Assigned task >> Which lines of the entries contain the string "Salt"? Please find them and copy them.

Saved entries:

┄┄┄┄┄┄┄┄┄┄┄┄┄┄┄┄┄┄┄┄

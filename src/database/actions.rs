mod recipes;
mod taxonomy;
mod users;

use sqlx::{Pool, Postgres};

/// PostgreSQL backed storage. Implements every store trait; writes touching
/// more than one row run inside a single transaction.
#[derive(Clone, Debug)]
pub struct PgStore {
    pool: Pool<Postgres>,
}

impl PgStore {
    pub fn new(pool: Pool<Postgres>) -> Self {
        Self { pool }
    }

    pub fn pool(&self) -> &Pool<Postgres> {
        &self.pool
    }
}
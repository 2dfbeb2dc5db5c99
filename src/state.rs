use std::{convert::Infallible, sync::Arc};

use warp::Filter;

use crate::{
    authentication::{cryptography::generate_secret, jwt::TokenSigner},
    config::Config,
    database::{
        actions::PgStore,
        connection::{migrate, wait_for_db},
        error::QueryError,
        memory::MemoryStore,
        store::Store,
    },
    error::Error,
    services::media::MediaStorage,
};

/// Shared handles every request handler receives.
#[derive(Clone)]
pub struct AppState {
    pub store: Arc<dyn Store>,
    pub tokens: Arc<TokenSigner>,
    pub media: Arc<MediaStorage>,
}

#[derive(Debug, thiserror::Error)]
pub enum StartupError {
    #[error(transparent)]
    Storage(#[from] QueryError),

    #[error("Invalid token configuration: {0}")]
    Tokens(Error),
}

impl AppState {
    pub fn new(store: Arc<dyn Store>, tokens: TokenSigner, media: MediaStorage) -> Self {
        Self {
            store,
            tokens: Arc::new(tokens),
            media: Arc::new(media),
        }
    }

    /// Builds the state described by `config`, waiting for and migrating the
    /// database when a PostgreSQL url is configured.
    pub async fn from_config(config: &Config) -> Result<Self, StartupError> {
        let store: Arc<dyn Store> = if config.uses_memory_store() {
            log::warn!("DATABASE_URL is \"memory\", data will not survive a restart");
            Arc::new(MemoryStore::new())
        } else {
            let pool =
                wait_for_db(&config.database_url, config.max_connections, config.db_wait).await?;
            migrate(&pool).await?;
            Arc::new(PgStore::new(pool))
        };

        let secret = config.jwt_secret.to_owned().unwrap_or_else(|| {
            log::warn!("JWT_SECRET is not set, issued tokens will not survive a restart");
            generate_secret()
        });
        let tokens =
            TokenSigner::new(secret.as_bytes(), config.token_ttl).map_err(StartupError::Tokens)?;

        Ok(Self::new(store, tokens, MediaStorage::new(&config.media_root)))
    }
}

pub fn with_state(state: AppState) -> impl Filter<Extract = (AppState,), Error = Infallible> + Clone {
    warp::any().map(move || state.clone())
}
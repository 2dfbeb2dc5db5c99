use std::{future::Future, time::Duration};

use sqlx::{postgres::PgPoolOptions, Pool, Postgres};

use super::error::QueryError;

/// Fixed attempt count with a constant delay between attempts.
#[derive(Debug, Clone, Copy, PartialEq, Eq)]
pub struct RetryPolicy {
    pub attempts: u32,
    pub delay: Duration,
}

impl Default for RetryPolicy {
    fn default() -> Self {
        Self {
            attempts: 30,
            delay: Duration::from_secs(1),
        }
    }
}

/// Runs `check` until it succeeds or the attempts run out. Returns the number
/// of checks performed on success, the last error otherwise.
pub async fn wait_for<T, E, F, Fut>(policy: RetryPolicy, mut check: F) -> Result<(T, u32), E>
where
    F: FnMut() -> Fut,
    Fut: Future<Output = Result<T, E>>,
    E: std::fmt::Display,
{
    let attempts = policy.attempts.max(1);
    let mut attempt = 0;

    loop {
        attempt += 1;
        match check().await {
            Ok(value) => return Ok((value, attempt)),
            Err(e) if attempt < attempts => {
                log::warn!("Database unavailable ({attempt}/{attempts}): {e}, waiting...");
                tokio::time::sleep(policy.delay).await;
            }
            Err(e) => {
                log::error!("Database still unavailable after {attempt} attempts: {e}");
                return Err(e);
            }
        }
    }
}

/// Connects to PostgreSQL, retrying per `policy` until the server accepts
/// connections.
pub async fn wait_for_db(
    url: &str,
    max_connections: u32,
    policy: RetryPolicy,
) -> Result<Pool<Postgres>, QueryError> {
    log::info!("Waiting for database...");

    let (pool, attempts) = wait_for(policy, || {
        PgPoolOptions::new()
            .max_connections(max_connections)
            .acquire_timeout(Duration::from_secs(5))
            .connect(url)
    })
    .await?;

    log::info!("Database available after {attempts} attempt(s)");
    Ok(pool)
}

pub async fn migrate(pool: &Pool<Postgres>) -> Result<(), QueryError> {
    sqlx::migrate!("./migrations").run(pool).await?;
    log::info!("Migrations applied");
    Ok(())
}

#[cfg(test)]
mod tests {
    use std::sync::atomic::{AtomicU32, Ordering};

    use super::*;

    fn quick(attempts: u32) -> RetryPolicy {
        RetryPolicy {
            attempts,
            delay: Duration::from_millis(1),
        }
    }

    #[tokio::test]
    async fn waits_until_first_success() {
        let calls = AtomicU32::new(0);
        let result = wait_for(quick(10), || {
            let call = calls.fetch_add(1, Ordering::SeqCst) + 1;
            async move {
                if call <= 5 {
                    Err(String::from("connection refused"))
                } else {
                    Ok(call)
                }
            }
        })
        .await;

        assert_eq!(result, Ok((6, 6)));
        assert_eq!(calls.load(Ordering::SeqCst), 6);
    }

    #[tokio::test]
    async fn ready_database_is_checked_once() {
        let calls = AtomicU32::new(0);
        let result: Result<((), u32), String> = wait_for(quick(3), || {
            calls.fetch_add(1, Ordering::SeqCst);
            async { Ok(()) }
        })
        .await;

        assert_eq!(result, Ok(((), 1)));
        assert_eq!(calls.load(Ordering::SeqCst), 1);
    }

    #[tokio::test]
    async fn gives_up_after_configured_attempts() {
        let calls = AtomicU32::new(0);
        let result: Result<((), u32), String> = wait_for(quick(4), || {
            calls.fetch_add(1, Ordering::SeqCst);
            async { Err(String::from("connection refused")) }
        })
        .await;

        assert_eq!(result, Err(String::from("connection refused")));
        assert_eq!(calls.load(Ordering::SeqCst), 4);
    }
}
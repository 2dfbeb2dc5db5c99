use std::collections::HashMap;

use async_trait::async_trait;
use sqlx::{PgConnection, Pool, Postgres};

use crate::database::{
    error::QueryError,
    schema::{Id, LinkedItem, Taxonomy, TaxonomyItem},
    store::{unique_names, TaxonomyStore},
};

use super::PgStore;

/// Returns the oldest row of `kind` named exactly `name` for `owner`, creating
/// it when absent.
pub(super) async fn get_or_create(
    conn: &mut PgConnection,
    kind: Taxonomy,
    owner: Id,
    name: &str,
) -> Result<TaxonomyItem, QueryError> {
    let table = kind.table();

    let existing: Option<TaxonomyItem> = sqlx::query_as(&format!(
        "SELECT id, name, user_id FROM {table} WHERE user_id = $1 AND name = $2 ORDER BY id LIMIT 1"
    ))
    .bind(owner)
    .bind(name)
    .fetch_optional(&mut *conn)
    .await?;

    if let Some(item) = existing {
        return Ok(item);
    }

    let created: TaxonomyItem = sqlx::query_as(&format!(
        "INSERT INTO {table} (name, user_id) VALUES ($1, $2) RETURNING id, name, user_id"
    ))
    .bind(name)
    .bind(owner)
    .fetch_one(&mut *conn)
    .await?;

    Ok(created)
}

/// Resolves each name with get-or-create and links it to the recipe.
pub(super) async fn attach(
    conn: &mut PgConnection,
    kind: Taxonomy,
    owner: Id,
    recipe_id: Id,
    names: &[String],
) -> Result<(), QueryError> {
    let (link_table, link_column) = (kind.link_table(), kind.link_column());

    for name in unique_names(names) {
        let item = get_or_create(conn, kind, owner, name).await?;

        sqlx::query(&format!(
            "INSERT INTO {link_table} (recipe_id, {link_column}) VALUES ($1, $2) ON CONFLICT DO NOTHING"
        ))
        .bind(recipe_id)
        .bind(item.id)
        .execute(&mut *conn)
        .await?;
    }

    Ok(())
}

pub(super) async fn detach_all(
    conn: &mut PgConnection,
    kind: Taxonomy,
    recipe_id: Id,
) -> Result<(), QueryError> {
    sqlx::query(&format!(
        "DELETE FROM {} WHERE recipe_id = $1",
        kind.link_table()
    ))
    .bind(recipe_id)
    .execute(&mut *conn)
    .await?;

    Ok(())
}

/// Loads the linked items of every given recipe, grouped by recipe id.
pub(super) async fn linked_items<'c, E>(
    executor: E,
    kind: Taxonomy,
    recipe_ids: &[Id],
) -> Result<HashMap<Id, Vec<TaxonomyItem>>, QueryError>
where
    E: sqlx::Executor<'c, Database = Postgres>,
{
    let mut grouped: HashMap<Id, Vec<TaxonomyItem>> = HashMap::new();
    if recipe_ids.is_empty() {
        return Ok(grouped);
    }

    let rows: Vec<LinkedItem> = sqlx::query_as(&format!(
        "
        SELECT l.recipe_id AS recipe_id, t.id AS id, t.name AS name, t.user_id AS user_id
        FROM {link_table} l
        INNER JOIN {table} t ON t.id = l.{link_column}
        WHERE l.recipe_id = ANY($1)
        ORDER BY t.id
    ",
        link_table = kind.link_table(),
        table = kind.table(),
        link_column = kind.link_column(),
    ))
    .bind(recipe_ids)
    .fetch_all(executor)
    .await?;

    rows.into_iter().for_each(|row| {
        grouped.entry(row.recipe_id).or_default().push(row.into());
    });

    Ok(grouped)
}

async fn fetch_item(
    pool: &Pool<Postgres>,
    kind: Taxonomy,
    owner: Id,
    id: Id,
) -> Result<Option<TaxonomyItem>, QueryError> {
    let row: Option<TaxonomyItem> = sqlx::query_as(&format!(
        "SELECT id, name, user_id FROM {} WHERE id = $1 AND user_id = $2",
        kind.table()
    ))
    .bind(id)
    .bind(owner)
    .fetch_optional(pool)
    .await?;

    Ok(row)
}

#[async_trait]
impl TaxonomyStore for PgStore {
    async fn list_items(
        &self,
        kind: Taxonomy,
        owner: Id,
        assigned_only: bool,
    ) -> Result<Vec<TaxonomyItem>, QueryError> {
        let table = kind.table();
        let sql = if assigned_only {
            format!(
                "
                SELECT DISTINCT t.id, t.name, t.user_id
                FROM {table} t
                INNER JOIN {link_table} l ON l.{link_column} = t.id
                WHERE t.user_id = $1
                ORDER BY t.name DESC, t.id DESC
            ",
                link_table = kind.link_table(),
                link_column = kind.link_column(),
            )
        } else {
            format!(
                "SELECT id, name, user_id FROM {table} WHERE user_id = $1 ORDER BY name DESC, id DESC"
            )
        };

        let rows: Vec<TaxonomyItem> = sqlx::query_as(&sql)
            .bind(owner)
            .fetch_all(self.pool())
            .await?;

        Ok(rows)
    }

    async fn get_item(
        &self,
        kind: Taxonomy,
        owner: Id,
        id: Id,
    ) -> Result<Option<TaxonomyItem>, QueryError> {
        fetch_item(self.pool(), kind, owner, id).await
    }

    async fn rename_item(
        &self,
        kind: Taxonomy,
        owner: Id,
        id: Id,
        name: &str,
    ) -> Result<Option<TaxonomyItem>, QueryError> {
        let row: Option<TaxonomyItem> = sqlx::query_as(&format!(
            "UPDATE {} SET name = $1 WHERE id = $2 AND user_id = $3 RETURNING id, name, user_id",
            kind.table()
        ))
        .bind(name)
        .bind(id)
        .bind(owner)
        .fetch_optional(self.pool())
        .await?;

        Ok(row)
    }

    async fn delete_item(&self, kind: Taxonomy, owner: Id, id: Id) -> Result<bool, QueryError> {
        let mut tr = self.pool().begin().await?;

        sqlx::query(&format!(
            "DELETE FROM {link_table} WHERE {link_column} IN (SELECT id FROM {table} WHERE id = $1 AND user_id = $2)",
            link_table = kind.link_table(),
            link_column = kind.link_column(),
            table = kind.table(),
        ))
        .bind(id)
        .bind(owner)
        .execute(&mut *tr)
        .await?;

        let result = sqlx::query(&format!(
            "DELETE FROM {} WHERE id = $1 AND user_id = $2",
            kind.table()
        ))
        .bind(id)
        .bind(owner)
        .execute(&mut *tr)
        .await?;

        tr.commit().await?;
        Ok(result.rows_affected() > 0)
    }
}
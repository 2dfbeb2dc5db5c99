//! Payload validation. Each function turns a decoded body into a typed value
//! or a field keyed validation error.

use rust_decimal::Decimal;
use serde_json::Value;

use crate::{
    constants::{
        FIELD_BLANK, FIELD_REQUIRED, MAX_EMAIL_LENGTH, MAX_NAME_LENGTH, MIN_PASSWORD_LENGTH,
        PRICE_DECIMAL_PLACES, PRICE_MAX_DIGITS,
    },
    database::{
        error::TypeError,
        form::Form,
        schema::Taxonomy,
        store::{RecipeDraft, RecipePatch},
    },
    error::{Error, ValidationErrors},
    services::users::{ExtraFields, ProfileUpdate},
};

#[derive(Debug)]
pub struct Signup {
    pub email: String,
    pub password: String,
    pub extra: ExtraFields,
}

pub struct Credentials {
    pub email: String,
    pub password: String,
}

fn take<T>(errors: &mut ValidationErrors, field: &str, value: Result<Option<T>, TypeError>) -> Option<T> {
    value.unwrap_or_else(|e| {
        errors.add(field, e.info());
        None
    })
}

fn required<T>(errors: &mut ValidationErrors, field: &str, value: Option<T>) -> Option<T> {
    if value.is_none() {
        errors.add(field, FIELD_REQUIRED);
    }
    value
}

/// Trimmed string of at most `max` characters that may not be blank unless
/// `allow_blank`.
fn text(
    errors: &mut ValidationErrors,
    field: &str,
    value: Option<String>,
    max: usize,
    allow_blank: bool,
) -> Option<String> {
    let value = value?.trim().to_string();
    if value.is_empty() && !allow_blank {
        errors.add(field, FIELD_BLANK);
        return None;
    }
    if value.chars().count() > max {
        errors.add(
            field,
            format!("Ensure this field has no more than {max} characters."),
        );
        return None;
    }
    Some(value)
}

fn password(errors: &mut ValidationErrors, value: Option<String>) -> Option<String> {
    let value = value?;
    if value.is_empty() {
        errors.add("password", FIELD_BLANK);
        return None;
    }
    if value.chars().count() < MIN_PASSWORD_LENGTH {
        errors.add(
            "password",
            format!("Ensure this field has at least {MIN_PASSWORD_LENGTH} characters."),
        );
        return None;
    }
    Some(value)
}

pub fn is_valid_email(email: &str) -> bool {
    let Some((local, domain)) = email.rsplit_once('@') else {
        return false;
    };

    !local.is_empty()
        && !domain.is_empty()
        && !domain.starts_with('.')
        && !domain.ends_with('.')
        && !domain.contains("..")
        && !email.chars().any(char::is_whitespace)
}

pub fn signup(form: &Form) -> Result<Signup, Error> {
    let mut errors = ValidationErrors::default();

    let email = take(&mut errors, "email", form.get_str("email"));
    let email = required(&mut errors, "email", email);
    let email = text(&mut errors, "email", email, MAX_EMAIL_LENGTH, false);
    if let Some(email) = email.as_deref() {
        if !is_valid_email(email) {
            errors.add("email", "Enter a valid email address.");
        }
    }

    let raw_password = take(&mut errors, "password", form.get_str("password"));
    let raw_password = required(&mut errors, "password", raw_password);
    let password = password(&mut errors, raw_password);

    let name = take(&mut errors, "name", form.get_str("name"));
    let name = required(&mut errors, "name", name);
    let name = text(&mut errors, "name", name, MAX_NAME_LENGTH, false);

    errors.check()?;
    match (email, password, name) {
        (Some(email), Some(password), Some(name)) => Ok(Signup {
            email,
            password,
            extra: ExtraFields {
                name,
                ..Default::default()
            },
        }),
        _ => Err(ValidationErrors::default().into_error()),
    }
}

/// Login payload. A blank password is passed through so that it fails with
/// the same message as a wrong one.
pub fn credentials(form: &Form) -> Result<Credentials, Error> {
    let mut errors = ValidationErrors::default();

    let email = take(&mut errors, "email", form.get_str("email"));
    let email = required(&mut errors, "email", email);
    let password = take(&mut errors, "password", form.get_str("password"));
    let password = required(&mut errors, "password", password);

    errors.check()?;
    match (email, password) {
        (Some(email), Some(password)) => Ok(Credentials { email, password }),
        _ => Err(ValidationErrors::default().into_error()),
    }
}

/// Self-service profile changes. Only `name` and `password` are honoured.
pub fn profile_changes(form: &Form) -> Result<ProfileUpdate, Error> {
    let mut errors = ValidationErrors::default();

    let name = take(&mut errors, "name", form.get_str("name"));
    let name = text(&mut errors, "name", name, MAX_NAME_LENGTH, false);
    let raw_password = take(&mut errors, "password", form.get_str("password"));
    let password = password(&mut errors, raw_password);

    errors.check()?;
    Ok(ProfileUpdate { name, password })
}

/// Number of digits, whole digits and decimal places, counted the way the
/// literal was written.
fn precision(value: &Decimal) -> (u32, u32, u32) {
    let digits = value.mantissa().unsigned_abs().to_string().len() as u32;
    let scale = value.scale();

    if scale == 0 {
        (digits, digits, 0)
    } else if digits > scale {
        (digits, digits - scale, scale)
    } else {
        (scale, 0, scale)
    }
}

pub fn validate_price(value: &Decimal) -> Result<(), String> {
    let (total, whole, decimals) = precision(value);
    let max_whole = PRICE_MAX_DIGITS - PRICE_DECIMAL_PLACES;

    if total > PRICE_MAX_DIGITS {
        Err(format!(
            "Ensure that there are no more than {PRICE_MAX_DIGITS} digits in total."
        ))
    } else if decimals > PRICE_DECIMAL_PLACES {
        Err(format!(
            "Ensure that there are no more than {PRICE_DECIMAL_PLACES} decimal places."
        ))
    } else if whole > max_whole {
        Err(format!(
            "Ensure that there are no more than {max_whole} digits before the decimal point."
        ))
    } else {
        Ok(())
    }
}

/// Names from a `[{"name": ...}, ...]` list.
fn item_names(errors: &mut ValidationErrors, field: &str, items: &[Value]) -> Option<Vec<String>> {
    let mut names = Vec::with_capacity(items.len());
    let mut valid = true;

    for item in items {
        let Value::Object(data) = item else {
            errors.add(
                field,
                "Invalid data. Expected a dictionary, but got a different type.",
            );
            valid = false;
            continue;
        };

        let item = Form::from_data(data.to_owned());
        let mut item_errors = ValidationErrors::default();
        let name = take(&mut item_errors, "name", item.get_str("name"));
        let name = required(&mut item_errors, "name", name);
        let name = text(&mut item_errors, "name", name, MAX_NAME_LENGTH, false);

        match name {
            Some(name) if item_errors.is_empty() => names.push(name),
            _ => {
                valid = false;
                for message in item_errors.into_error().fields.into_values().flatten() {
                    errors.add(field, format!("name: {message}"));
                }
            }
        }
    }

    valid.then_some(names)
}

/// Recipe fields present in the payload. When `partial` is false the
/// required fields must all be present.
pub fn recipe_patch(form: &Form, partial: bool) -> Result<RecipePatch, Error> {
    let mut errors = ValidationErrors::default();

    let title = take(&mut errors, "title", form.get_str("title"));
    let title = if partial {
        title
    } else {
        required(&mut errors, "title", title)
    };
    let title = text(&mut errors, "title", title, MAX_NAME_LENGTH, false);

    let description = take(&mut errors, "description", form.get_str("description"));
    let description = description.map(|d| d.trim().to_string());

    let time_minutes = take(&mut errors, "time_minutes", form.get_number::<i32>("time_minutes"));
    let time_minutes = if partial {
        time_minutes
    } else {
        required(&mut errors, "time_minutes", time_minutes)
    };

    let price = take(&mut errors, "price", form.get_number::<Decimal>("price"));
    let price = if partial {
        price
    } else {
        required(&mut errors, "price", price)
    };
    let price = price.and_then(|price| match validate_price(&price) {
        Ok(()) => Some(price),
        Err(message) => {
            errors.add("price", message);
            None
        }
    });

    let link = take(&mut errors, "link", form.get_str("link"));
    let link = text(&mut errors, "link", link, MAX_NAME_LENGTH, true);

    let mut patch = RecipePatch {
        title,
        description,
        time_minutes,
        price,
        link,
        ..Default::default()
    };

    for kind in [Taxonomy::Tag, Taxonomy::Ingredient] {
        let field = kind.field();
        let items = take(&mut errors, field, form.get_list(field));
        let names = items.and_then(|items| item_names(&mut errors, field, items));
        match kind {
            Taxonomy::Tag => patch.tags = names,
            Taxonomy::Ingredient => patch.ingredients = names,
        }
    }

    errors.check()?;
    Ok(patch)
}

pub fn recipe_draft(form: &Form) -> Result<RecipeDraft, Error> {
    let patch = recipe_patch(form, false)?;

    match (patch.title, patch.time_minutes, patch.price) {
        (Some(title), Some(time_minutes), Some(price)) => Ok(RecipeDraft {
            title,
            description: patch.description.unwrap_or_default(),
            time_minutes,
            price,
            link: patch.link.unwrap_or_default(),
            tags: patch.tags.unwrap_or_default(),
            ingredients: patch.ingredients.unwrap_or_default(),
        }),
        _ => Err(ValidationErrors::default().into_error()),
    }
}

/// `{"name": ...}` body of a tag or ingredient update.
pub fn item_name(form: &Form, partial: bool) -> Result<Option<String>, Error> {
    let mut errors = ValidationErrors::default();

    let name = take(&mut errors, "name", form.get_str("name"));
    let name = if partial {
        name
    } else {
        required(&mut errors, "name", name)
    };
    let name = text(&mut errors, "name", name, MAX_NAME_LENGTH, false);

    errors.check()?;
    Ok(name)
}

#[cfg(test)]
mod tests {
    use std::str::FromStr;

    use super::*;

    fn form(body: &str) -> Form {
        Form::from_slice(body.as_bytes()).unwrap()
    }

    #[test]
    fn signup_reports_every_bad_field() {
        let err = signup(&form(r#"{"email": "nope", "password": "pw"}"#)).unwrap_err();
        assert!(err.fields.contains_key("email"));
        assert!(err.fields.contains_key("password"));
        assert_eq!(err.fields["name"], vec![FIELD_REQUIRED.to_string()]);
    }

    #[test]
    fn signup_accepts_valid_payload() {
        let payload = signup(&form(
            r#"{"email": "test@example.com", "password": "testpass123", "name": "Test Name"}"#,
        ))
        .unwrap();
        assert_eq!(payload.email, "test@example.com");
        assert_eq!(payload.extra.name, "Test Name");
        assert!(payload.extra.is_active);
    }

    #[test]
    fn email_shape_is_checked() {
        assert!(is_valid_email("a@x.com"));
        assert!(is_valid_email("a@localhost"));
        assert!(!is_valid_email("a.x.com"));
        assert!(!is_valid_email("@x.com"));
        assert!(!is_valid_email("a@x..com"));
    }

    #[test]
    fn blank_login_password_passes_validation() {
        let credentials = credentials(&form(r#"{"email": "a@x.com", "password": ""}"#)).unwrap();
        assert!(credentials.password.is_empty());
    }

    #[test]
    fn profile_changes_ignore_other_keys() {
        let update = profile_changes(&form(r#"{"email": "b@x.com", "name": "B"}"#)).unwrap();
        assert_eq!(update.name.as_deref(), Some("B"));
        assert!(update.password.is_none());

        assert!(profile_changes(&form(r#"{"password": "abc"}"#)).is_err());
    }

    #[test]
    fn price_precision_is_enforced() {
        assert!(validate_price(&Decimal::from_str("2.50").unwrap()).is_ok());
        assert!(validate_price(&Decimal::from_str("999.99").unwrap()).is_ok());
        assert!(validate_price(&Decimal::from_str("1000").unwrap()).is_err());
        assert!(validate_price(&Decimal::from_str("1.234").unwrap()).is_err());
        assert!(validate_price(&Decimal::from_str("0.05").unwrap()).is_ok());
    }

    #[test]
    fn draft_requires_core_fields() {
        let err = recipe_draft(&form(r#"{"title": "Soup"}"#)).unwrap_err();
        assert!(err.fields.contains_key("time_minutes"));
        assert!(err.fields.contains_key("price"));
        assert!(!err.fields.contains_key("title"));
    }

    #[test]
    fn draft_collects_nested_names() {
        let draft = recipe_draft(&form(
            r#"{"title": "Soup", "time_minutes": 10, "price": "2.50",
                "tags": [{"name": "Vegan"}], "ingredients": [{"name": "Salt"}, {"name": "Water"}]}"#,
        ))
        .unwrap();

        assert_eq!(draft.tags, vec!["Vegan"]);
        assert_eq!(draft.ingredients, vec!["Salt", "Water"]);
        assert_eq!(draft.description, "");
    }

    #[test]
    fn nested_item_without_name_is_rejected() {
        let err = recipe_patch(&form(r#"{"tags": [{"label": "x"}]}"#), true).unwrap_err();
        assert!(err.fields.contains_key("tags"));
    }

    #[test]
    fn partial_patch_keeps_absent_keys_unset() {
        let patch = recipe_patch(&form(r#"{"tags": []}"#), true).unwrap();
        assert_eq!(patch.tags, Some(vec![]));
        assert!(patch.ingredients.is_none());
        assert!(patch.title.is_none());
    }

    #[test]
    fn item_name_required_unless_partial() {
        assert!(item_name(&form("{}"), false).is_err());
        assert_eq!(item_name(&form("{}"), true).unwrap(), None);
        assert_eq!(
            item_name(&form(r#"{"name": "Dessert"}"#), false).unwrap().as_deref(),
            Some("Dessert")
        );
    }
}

┄┄┄┄┄┄┄┄┄┄┄┄┄┄┄┄┄┄┄┄

Solution to this problem >>
                "tags": [{"name": "Vegan"}], "ingredients": [{"name": "Salt"}, {"name": "Water"}]}"#,
        assert_eq!(draft.ingredients, vec!["Salt", "Water"]);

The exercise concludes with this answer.